# Ms Access 2007



## Shipyard83 (Oct 23, 2008)

Hello,

Please can you help me!

I have created a simple database with a seperate front-end and back-end. The back-end is on a server where all three users can access. The front-end is saved on each of the PCs below:

x 1 - MS Access Runtime 2007, Vista Machine
x 1 - MS Access Runtime 2007, Windows 2003 Machine
x 1 - MS Access 2007, Vista Machine

1st Problem:
I cleared all the test data out of two of the tables which is the record source for two seperate forms. One of the forms opened but was blank until I added a new record and the form displayed the fields which was fine.
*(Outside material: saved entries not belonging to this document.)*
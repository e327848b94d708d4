//! Core domain types for ultimate tic-tac-toe.

use serde::{Deserialize, Serialize};

/// Player in the game.
#[derive(Debug, Clone, Copy, PartialEq, Eq, Hash, Serialize, Deserialize, derive_more::Display)]
pub enum Player {
    /// Player X (goes first).
    X,
    /// Player O (goes second).
    O,
}

impl Player {
    /// Returns the opponent player.
    pub fn opponent(self) -> Self {
        match self {
            Player::X => Player::O,
            Player::O => Player::X,
        }
    }
}

/// A single slot inside a cell.
#[derive(Debug, Default, Clone, Copy, PartialEq, Eq, Hash, Serialize, Deserialize)]
pub enum Square {
    /// Nobody has played here and the cell is still open.
    #[default]
    Empty,
    /// A player placed their mark here.
    Occupied(Player),
    /// Never played, locked by the player who won the enclosing cell.
    Sealed(Player),
}

impl Square {
    /// Returns the mark recorded in this slot, played or sealed.
    pub fn mark(self) -> Option<Player> {
        match self {
            Square::Empty => None,
            Square::Occupied(player) | Square::Sealed(player) => Some(player),
        }
    }

    /// Checks if the slot is empty.
    pub fn is_empty(self) -> bool {
        self == Square::Empty
    }
}

/// Resolution status shared by cells and the board.
#[derive(Debug, Default, Clone, Copy, PartialEq, Eq, Hash, Serialize, Deserialize)]
pub enum Status {
    /// Still undecided.
    #[default]
    Open,
    /// Decided in favour of a player.
    Won(Player),
    /// Decided with no winner.
    Tied,
}

impl Status {
    /// Returns true once the status can no longer change.
    pub fn is_decided(self) -> bool {
        self != Status::Open
    }

    /// Returns the winner, if any.
    pub fn winner(self) -> Option<Player> {
        match self {
            Status::Won(player) => Some(player),
            Status::Open | Status::Tied => None,
        }
    }
}

/// Current status of the game.
#[derive(Debug, Clone, Copy, PartialEq, Eq, Hash, Serialize, Deserialize)]
pub enum GameStatus {
    /// Game is ongoing.
    InProgress,
    /// Game ended in a win.
    Won(Player),
    /// Game ended with no winner.
    Tied,
}

impl GameStatus {
    /// Returns true if the game is over.
    pub fn is_over(self) -> bool {
        self != GameStatus::InProgress
    }
}

impl From<Status> for GameStatus {
    fn from(status: Status) -> Self {
        match status {
            Status::Open => GameStatus::InProgress,
            Status::Won(player) => GameStatus::Won(player),
            Status::Tied => GameStatus::Tied,
        }
    }
}

impl std::fmt::Display for GameStatus {
    fn fmt(&self, f: &mut std::fmt::Formatter<'_>) -> std::fmt::Result {
        match self {
            GameStatus::InProgress => write!(f, "In progress"),
            GameStatus::Won(player) => write!(f, "Player {} wins", player),
            GameStatus::Tied => write!(f, "Tied"),
        }
    }
}

#[cfg(test)]
mod tests {
    use super::*;

    #[test]
    fn test_opponent_toggles() {
        assert_eq!(Player::X.opponent(), Player::O);
        assert_eq!(Player::O.opponent(), Player::X);
    }

    #[test]
    fn test_sealed_square_reports_mark() {
        assert_eq!(Square::Sealed(Player::O).mark(), Some(Player::O));
        assert_eq!(Square::Occupied(Player::X).mark(), Some(Player::X));
        assert_eq!(Square::Empty.mark(), None);
    }

    #[test]
    fn test_open_maps_to_in_progress() {
        assert_eq!(GameStatus::from(Status::Open), GameStatus::InProgress);
        assert_eq!(GameStatus::from(Status::Won(Player::O)), GameStatus::Won(Player::O));
        assert_eq!(GameStatus::from(Status::Tied), GameStatus::Tied);
    }
}
//! Command-line interface for the `uttt` binary.

use crate::config::PlayerKind;
use clap::{Args, Parser, Subcommand};
use std::path::PathBuf;

/// Ultimate tic-tac-toe in the terminal
#[derive(Parser, Debug)]
#[command(name = "uttt")]
#[command(about = "Ultimate tic-tac-toe: play by hand or watch random games", long_about = None)]
#[command(version)]
pub struct Cli {
    /// Path to a TOML config file
    #[arg(short, long, global = true)]
    pub config: Option<PathBuf>,

    /// Subcommand to run
    #[command(subcommand)]
    pub command: Command,
}

/// Available commands
#[derive(Subcommand, Debug)]
pub enum Command {
    /// Play a game on stdin/stdout
    Play {
        /// Who plays X
        #[arg(short = 'x', long = "x-player", value_enum)]
        x: Option<PlayerKind>,

        /// Who plays O
        #[arg(short = 'o', long = "o-player", value_enum)]
        o: Option<PlayerKind>,

        #[command(flatten)]
        common: CommonArgs,
    },

    /// Run random-vs-random games and report the results
    Auto {
        /// Number of games to play
        #[arg(short = 'n', long)]
        games: Option<u32>,

        /// Print each final position as a JSON snapshot
        #[arg(long)]
        json: bool,

        #[command(flatten)]
        common: CommonArgs,
    },
}

/// Options shared by every subcommand
#[derive(Args, Debug, Default)]
pub struct CommonArgs {
    /// Seed for random moves (drawn at random when absent)
    #[arg(long)]
    pub seed: Option<u64>,

    /// Do not print the board
    #[arg(long)]
    pub quiet: bool,
}
//! Demo configuration: TOML file plus command-line overrides.

use derive_getters::Getters;
use derive_more::{Display, Error};
use serde::{Deserialize, Serialize};
use std::path::Path;
use tracing::{debug, info, instrument};

/// Who makes the moves for one side.
#[derive(Debug, Clone, Copy, PartialEq, Eq, Serialize, Deserialize, clap::ValueEnum, Display)]
#[serde(rename_all = "lowercase")]
pub enum PlayerKind {
    /// Moves typed on stdin.
    #[display("human")]
    Human,
    /// Uniformly random legal moves.
    #[display("random")]
    Random,
}

/// Settings for a `uttt` run.
#[derive(Debug, Clone, PartialEq, Eq, Getters, Serialize, Deserialize)]
pub struct DemoConfig {
    /// Seed for random moves; drawn at startup when absent.
    #[serde(default)]
    seed: Option<u64>,

    /// Number of games for `auto`.
    #[serde(default = "default_games")]
    games: u32,

    /// Print the board after each move (`play`) or game (`auto`).
    #[serde(default = "default_show_board")]
    show_board: bool,

    /// Who plays X.
    #[serde(default = "default_x")]
    x: PlayerKind,

    /// Who plays O.
    #[serde(default = "default_o")]
    o: PlayerKind,
}

fn default_games() -> u32 {
    1
}

fn default_show_board() -> bool {
    true
}

fn default_x() -> PlayerKind {
    PlayerKind::Human
}

fn default_o() -> PlayerKind {
    PlayerKind::Random
}

impl Default for DemoConfig {
    fn default() -> Self {
        Self {
            seed: None,
            games: default_games(),
            show_board: default_show_board(),
            x: default_x(),
            o: default_o(),
        }
    }
}

impl DemoConfig {
    /// Loads configuration from TOML file.
    #[instrument(skip(path), fields(path = %path.as_ref().display()))]
    pub fn from_file(path: impl AsRef<Path>) -> Result<Self, ConfigError> {
        debug!("Loading config from file");
        let content = std::fs::read_to_string(path.as_ref())
            .map_err(|e| ConfigError::new(format!("Failed to read config file: {}", e)))?;

        let config = Self::from_toml(&content)?;
        info!(games = config.games, seed = ?config.seed, "Config loaded successfully");
        Ok(config)
    }

    /// Parses configuration from TOML text.
    pub fn from_toml(content: &str) -> Result<Self, ConfigError> {
        let config: Self = toml::from_str(content)
            .map_err(|e| ConfigError::new(format!("Failed to parse config: {}", e)))?;
        if config.games == 0 {
            return Err(ConfigError::new("games must be at least 1".to_string()));
        }
        Ok(config)
    }

    /// Loads the file when given, otherwise the defaults.
    pub fn load(path: Option<&Path>) -> Result<Self, ConfigError> {
        match path {
            Some(path) => Self::from_file(path),
            None => Ok(Self::default()),
        }
    }

    /// Replaces the seed when one is given.
    pub fn with_seed(mut self, seed: Option<u64>) -> Self {
        self.seed = seed.or(self.seed);
        self
    }

    /// Replaces the game count when one is given.
    pub fn with_games(mut self, games: Option<u32>) -> Self {
        self.games = games.unwrap_or(self.games).max(1);
        self
    }

    /// Replaces either side's player kind when given.
    pub fn with_players(mut self, x: Option<PlayerKind>, o: Option<PlayerKind>) -> Self {
        self.x = x.unwrap_or(self.x);
        self.o = o.unwrap_or(self.o);
        self
    }

    /// Turns board printing off when `quiet` is set.
    pub fn with_quiet(mut self, quiet: bool) -> Self {
        self.show_board &= !quiet;
        self
    }

    /// The configured seed, or a fresh random one.
    pub fn seed_or_random(&self) -> u64 {
        self.seed.unwrap_or_else(rand::random)
    }
}

/// Configuration error.
#[derive(Debug, Clone, Display, Error)]
#[display("Config error: {} at {}:{}", message, file, line)]
pub struct ConfigError {
    /// Error message.
    pub message: String,
    /// Line number where error occurred.
    pub line: u32,
    /// Source file where error occurred.
    pub file: &'static str,
}

impl ConfigError {
    /// Creates a new configuration error.
    #[track_caller]
    pub fn new(message: String) -> Self {
        let loc = std::panic::Location::caller();
        Self {
            message,
            line: loc.line(),
            file: loc.file(),
        }
    }
}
BUT the other form will not open and says there is a runtime error? Any ideas? I have just had to enter a test record so it opens the form?

2nd Problem:
I created the database on my PC and my copy of MS Access 2007. On the users machine with MS Access 2007, it opens up the database and displays the switchboard, forms and data fine BUT doesn't allow me to update/amend any of the records (which is enabled and works on the other users using the runtime application). It just states that they record set is not updatable?

I hope someone can help! Just spent a lot of time on the database to come into these minor problems!

Thank you in advance


----------



## ronojinx (Oct 20, 2008)

i suggest you check out the access options on the ribbon


----------